Sunday, May 11, 2025

Fourth Sunday of Easter

Fourth Sunday of Easter (C)

May 11, 2025

Text: John 10:22-30

Alleluia!  Christ is risen!  He is risen, indeed!  Alleluia!

            My sheep hear my voice, and I know them, and they follow me” (John 10:27; ESV). 

            That is a characteristic of sheep.  They know the voice of their own shepherd.  When shepherds gather their flocks in the same place for grazing, the sheep intermix with one another, and it’s one giant herd.  But when it’s time to head back to the sheepfold, each shepherd sounds his distinctive call.  And the sheep, knowing their own shepherd’s voice, will not follow another shepherd.  They follow their shepherd, and go to their home.
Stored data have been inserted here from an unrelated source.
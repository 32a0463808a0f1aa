//! Swiss pairing: adjacent-rank pairing over the current standings.
//!
//! There is no rematch protection across rounds; a repeat pairing is an
//! accepted limitation of this format for a casual-club setting.

use crate::logic::standings::tournament_standings;
use crate::models::{
    GameMatch, MatchFilter, StageKind, TeamId, Tournament, TournamentError, TournamentStatus,
};

/// Generate the next Swiss round: sort teams by the standings order and pair
/// rank 1 vs 2, 3 vs 4, and so on. Round 1 (all standings zero) pairs in
/// registration order. Refuses once `rounds_planned` is exhausted.
pub fn generate_swiss_round(tournament: &mut Tournament) -> Result<usize, TournamentError> {
    if !tournament.format.is_swiss_style() {
        return Err(TournamentError::WrongFormat);
    }
    if tournament.status != TournamentStatus::Ongoing {
        return Err(TournamentError::NotOngoing);
    }

    let current = tournament.swiss_round;
    if current >= 1 {
        let filter = MatchFilter::stage_round(StageKind::Swiss, current);
        let total = tournament.matches_where(filter).count();
        let outstanding = tournament.outstanding_matches(filter);
        if outstanding > 0 {
            // Nothing played at all means a duplicate generation attempt,
            // not a half-finished round.
            if outstanding == total {
                return Err(TournamentError::StageAlreadyGenerated);
            }
            return Err(TournamentError::RoundIncomplete { outstanding });
        }
    }
    let planned = tournament.rounds_planned.unwrap_or(0);
    if current + 1 > planned {
        return Err(TournamentError::RoundsExhausted { planned });
    }

    let count = tournament.teams.len();
    if count < 2 {
        return Err(TournamentError::NotEnoughTeams { required: 2, have: count });
    }
    if count % 2 != 0 {
        return Err(TournamentError::OddTeamCount { count });
    }

    let ranked: Vec<TeamId> = tournament_standings(tournament)
        .into_iter()
        .map(|row| row.team_id)
        .collect();
    let time_limit = tournament.match_time_limit();
    let mut new_matches: Vec<GameMatch> = ranked
        .chunks(2)
        .map(|pair| {
            GameMatch::new(
                tournament.id,
                StageKind::Swiss,
                current + 1,
                None,
                pair[0],
                pair[1],
                time_limit,
            )
        })
        .collect();
    let created = new_matches.len();
    tournament.matches.append(&mut new_matches);
    tournament.swiss_round = current + 1;
    Ok(created)
}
            And the shepherd, for his part, knows his sheep.  And he loves them.  Each one of them.  He can tell the difference between his own sheep, and that of another.  And he can tell the difference between this sheep and that sheep in his own flock.  He knows them each, individually.  I don’t have any experience with sheep… the animal kind, anyway… so I have a hard time understanding this.  They’re just all white, wooly blobs to me.  But I suppose it’s like how I know the difference between my cream-colored poodle, and somebody else’s.  You know your own animals.  I also know my parishioners, so there’s that, too.  The point is, the shepherd knows his sheep, and the sheep know their shepherd.  They know his voice.  He gathers them with his voice.  And they follow him.
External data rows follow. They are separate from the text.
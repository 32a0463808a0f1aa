//! Petanque tournament web app: library with models and the tournament
//! progression engine.

pub mod logic;
pub mod models;

pub use logic::{
    advance_bracket, advance_groups, draw_groups, expire_timer, generate_bracket,
    generate_qualification, generate_second_round, generate_swiss_round, group_standings,
    group_state, place_groups, round_display_name, side_winner, start_timer, start_tournament,
    stop_timer, submit_score, tournament_progress, tournament_standings, BracketAdvance,
    BracketSummary, GroupProgress, GroupState, ScoringPolicy, StandingsRow, TournamentProgress,
};
pub use models::{
    BracketSide, ErrorKind, GameMatch, MatchFilter, MatchId, MatchStatus, StageKind, Team,
    TeamId, TeamRegistration, TeamSize, Tournament, TournamentError, TournamentFormat,
    TournamentId, TournamentSettings, TournamentStatus,
};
            And he doesn’t just sorta-kinda know them.  He knows them intimately.  He knows everything about them.  He knows which ones are injured, or sick, or have a birth defect.  He knows which ones are more stubborn than the others, and which are prone to wander.  The smarter ones.  The not-so-smart ones.  The rebellious ones.  The ones who are dangerous to themselves and others.  And he cares for each one according to its need.

            There are even certain lambs, rejected by their mothers… their mothers may even try to kill them, because of some weakness or defect… and these take a great deal of effort and attention on the part of the shepherd.  He has to take the place of the mother.  And it’s like caring for an infant.  He raises that lamb like it was his own child.  One can’t help but think of paintings or icons of Christ our Good Shepherd.  In the vast majority of them, He is carrying a lamb in His arms, or across His shoulders.  Think about that picture. 

            That lamb is you.  He knows you.  Oh, He knows you are stubborn and prone to wander.  He knows you are often rebellious, and a danger to yourself and others.  He knows your pains and afflictions.  And He knows just how to care for you.  And He does.  Because He loves you.  He’s rescued you from the jaws of more than one wolf.  He’s steadfastly steered you from a multitude of perils.  He’s carried you.  Applied salve to your wounds.  The right thing.  In the right way.  At just the right time.  Because He knows.  He knows you.  He loves you.  And so, you listen for His voice.  You listen for His Word.  And you follow Him.

            Follow Him.  That’s the definition of a disciple, isn’t it?  It’s what Jesus says to Philip and Andrew, Simon Peter, and the sons of Zebedee: “Follow Me.”  It’s what He says to Matthew in the tax booth, and to the rich young man.  If anyone would come after me,” Jesus says, let him deny himself and take up his cross daily and follow me” (Luke 9:23).  Follow Him.  Follow His voice.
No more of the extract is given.